SIM swapping is a fraudulent technique to take over users’ phone numbers and use them to complete two-factor authentication. Scammers call mobile service providers directly and impersonate one of their clients. Their purpose is to convince the person on the other end to switch a phone number to a SIM card owned by crooks.

A Princeton University academic study revealed that five US telecom companies operate according to poorly-structured verification policies. According to researchers, customer support followed the existing protocols that are not immune to SIM swapping attempts. For instance, mobile providers require clients to answer several personal questions.

However, con artists can mislead operators by explaining that they accidentally provided incorrect details during registration. Another common verification step was for the client to present the last two records in their call logs. Unfortunately, con artists can stage this by contacting the actual owners and urging them to call specific numbers. Hence, after coming through these tests with flying colors, scammers can implement SIM swapping.

Steps of SIM swapping

1. Con artists pick a target, potentially a person with access to valuable accounts.
2. Crooks might send fraudulent messages to the victim, or learn some basic information about them. These actions are for passing the authentication tests from the mobile providers’ staff.
3. The scammers finally call the mobile provider to start their SIM swapping attack. They impersonate victims and insist that the company moves targeted phone numbers to other SIM cards.
4. After convincing the customer support specialists of their identity, hackers wait for the service to assign a phone number to the SIM card they own.
5. They use the phone number to complete two-factor authentication and take over accounts.
6. Finally, with full access to digital services and websites, con artists can steal data, make fraudulent transactions, or perform other devious actions.

You have become a victim: how to respond?

A SIM swapping technique can be extremely devastating if not detected in time. Accounts you own are no longer in your control. Hence, you should pay attention to logins to your accounts from new devices and locations. If the attack is in full swing, here are the steps you should take:

1. Contact your mobile service provider. Insist that they return your phone number or block it temporarily.
2. You might need to visit the telecom company in person to pass authorization procedures.
3. Be vigilant and record all conversations with the mobile service provider. They might not be eager to offer compensations for their mistake. Hence, make sure to gather some proof of their inadequate verification procedures.
4. Once the mobile provider agrees to reverse the SIM swapping attack’s effects, run through all accounts related to your phone number. Did you set a two-factor authentication mechanism to send you verification messages or initiate phone calls? After a SIM swapping incident, check whether hackers accessed them.
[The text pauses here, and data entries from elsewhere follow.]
use std::io::{IsTerminal, Read};

use vault_core::{parse_record_id, TextPayload};

use crate::app::AppContext;
use crate::cli::{ShowArgs, TextCommand};
use crate::errors::CliError;
use crate::output::print_json;

pub fn handle_text(ctx: &AppContext, command: &TextCommand) -> anyhow::Result<()> {
    match command {
        TextCommand::Add { text, json } => handle_add(ctx, text.as_deref(), *json),
        TextCommand::Show(args) => handle_show(ctx, args),
        TextCommand::Delete { id } => handle_delete(ctx, id),
    }
}

fn handle_add(ctx: &AppContext, text: Option<&str>, json: bool) -> anyhow::Result<()> {
    let body = match text {
        Some(value) => value.to_string(),
        None => read_stdin()?,
    };
    let claims = ctx.claims()?;
    let receipt = ctx.vault()?.texts().create(&claims, TextPayload::new(body))?;

    if json {
        return print_json(&receipt);
    }
    if ctx.quiet() {
        println!("{}", receipt.id);
    } else {
        println!("Stored text record {}", receipt.id);
    }
    Ok(())
}

fn handle_show(ctx: &AppContext, args: &ShowArgs) -> anyhow::Result<()> {
    let id = parse_record_id(&args.id)?;
    let claims = ctx.claims()?;
    let view = ctx.vault()?.texts().read(&claims, &id)?;

    if args.json {
        return print_json(&view);
    }
    println!("{}", view.text);
    Ok(())
}

fn handle_delete(ctx: &AppContext, id: &str) -> anyhow::Result<()> {
    let id = parse_record_id(id)?;
    let claims = ctx.claims()?;
    ctx.vault()?.texts().delete(&claims, &id)?;
    if !ctx.quiet() {
        println!("Deleted text record {}", id);
    }
    Ok(())
}

fn read_stdin() -> anyhow::Result<String> {
    let mut stdin = std::io::stdin();
    if stdin.is_terminal() {
        return Err(CliError::invalid_input("Pass TEXT or pipe it on stdin").into());
    }
    let mut body = String::new();
    stdin
        .read_to_string(&mut body)
        .map_err(|e| anyhow::anyhow!("Failed to read stdin: {}", e))?;
    Ok(body)
}
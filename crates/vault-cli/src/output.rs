//! Output formatting helpers for the CLI.

use comfy_table::presets::UTF8_FULL_CONDENSED;
use comfy_table::{ContentArrangement, Table};
use serde::Serialize;

/// Print a value as pretty JSON.
pub fn print_json<T: Serialize>(value: &T) -> anyhow::Result<()> {
    let text = serde_json::to_string_pretty(value)
        .map_err(|e| anyhow::anyhow!("JSON output failed: {}", e))?;
    println!("{}", text);
    Ok(())
}

/// Print field/value rows as a two-column table.
pub fn print_fields(rows: &[(&str, String)]) {
    let mut table = Table::new();
    table
        .load_preset(UTF8_FULL_CONDENSED)
        .set_content_arrangement(ContentArrangement::Dynamic)
        .set_header(vec!["Field", "Value"]);
    for (field, value) in rows {
        table.add_row(vec![field.to_string(), value.clone()]);
    }
    println!("{table}");
}

/// Human-readable byte count.
pub fn format_size(bytes: usize) -> String {
    const UNITS: [&str; 3] = ["KiB", "MiB", "GiB"];
    if bytes < 1024 {
        return format!("{} B", bytes);
    }
    let mut value = bytes as f64 / 1024.0;
    let mut unit = 0;
    while value >= 1024.0 && unit < UNITS.len() - 1 {
        value /= 1024.0;
        unit += 1;
    }
    format!("{:.1} {}", value, UNITS[unit])
}
//! Per-user encryption keys.
//!
//! Every user owns exactly one 256-bit key, generated at registration and
//! never regenerated on login. The key is persisted in the user row and
//! carried inside session tokens; it never appears in record rows.

use base64::engine::general_purpose::STANDARD;
use base64::Engine;
use rand::rngs::OsRng;
use rand::RngCore;
use zeroize::ZeroizeOnDrop;

use crate::error::{Result, VaultError};

/// Length of an encryption key in bytes (32 bytes = 256 bits for AES-256).
pub const KEY_LENGTH: usize = 32;

/// A user's record encryption key.
///
/// Key material is zeroized from memory when dropped.
#[derive(Clone, ZeroizeOnDrop)]
pub struct EncryptionKey {
    /// The raw key bytes (zeroized on drop)
    key: [u8; KEY_LENGTH],
}

impl EncryptionKey {
    /// Generate a fresh key from the operating system's CSPRNG.
    pub fn generate() -> Result<Self> {
        let mut key = [0u8; KEY_LENGTH];
        OsRng
            .try_fill_bytes(&mut key)
            .map_err(|e| VaultError::Crypto(format!("Failed to generate key: {}", e)))?;
        Ok(Self { key })
    }

    /// Build a key from raw bytes, rejecting any length other than 32.
    pub fn from_slice(bytes: &[u8]) -> Result<Self> {
        let key: [u8; KEY_LENGTH] = bytes.try_into().map_err(|_| VaultError::InvalidKey {
            expected: KEY_LENGTH,
            actual: bytes.len(),
        })?;
        Ok(Self { key })
    }

    /// Decode a key from standard base64, the form used in user rows and tokens.
    pub fn from_base64(encoded: &str) -> Result<Self> {
        let bytes = zeroize::Zeroizing::new(
            STANDARD
                .decode(encoded)
                .map_err(|e| VaultError::Validation(format!("Invalid key encoding: {}", e)))?,
        );
        Self::from_slice(&bytes)
    }

    /// Encode the key as standard base64.
    ///
    /// Avoid logging the result.
    pub fn to_base64(&self) -> String {
        STANDARD.encode(self.key)
    }

    /// Get a reference to the raw key bytes.
    pub fn as_bytes(&self) -> &[u8; KEY_LENGTH] {
        &self.key
    }
}

impl std::fmt::Debug for EncryptionKey {
    fn fmt(&self, f: &mut std::fmt::Formatter<'_>) -> std::fmt::Result {
        f.debug_struct("EncryptionKey")
            .field("key", &"[REDACTED]")
            .finish()
    }
}

#[cfg(test)]
mod tests {
    use super::*;

    #[test]
    fn test_generated_keys_differ() {
        let a = EncryptionKey::generate().unwrap();
        let b = EncryptionKey::generate().unwrap();
        assert_ne!(a.as_bytes(), b.as_bytes());
    }

    #[test]
    fn test_base64_round_trip() {
        let key = EncryptionKey::generate().unwrap();
        let decoded = EncryptionKey::from_base64(&key.to_base64()).unwrap();
        assert_eq!(key.as_bytes(), decoded.as_bytes());
    }

    #[test]
    fn test_wrong_length_rejected() {
        let err = EncryptionKey::from_slice(&[0u8; 16]).unwrap_err();
        assert!(matches!(
            err,
            VaultError::InvalidKey {
                expected: 32,
                actual: 16
            }
        ));
    }

    #[test]
    fn test_debug_redacts() {
        let key = EncryptionKey::generate().unwrap();
        let debug_output = format!("{:?}", key);
        assert!(debug_output.contains("REDACTED"));

        let key_hex = hex::encode(&key.as_bytes()[..4]);
        assert!(!debug_output.contains(&key_hex));
    }
}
Look for signs of their activity (such as adding their phone numbers or changing passwords).
5. Call your mobile service provider again and request that they not agree to make any changes to your account via phone call.
6. If necessary (for instance, you suffered damages), contact law enforcement agencies about this SIM swapping scam. Provide all the evidence possible and list the actions you took post factum.

How to protect your accounts from SIM swapping attacks?

Mobile service providers need more strict guidelines and verification processes when communicating with clients over the phone. Here are the recommendations you can take to prevent con artists from targeting you with SIM swapping scams:

• Consult your mobile service provider about the SIM swapping attacks. Inform them that changes to your account are viable if you request them in physical stores, with correct identification.
• To prevent attacks, you might opt not to use your phone number for two-factor authentication. As an alternative you might use authenticator apps.
• Regularly clean your Google Drive to get rid of sensitive information. So, do not store confidential data for longer than necessary.
• Choose strong, non-repetitive passwords for your accounts. SIM swapping hopes to workaround two-factor authentication. However, if your passwords are difficult to crack, they won’t be able to get to this verification step. Password managers are an excellent tool for keeping your combinations organized.
• To avoid getting targeted by SIM swapping attacks, become an anonymous user of the web. You can minimize the risks of ending on the hackers’ radar. Do not sign up for random websites, avoid logins via social media accounts and public Wi-Fi spots. Additionally, a VPN (Virtual Private Network) conceals your digital identity, browsing, and other actions from all internet communities. While it won’t stop SIM swapping, it will serve you as camouflage to make you less noticeable online.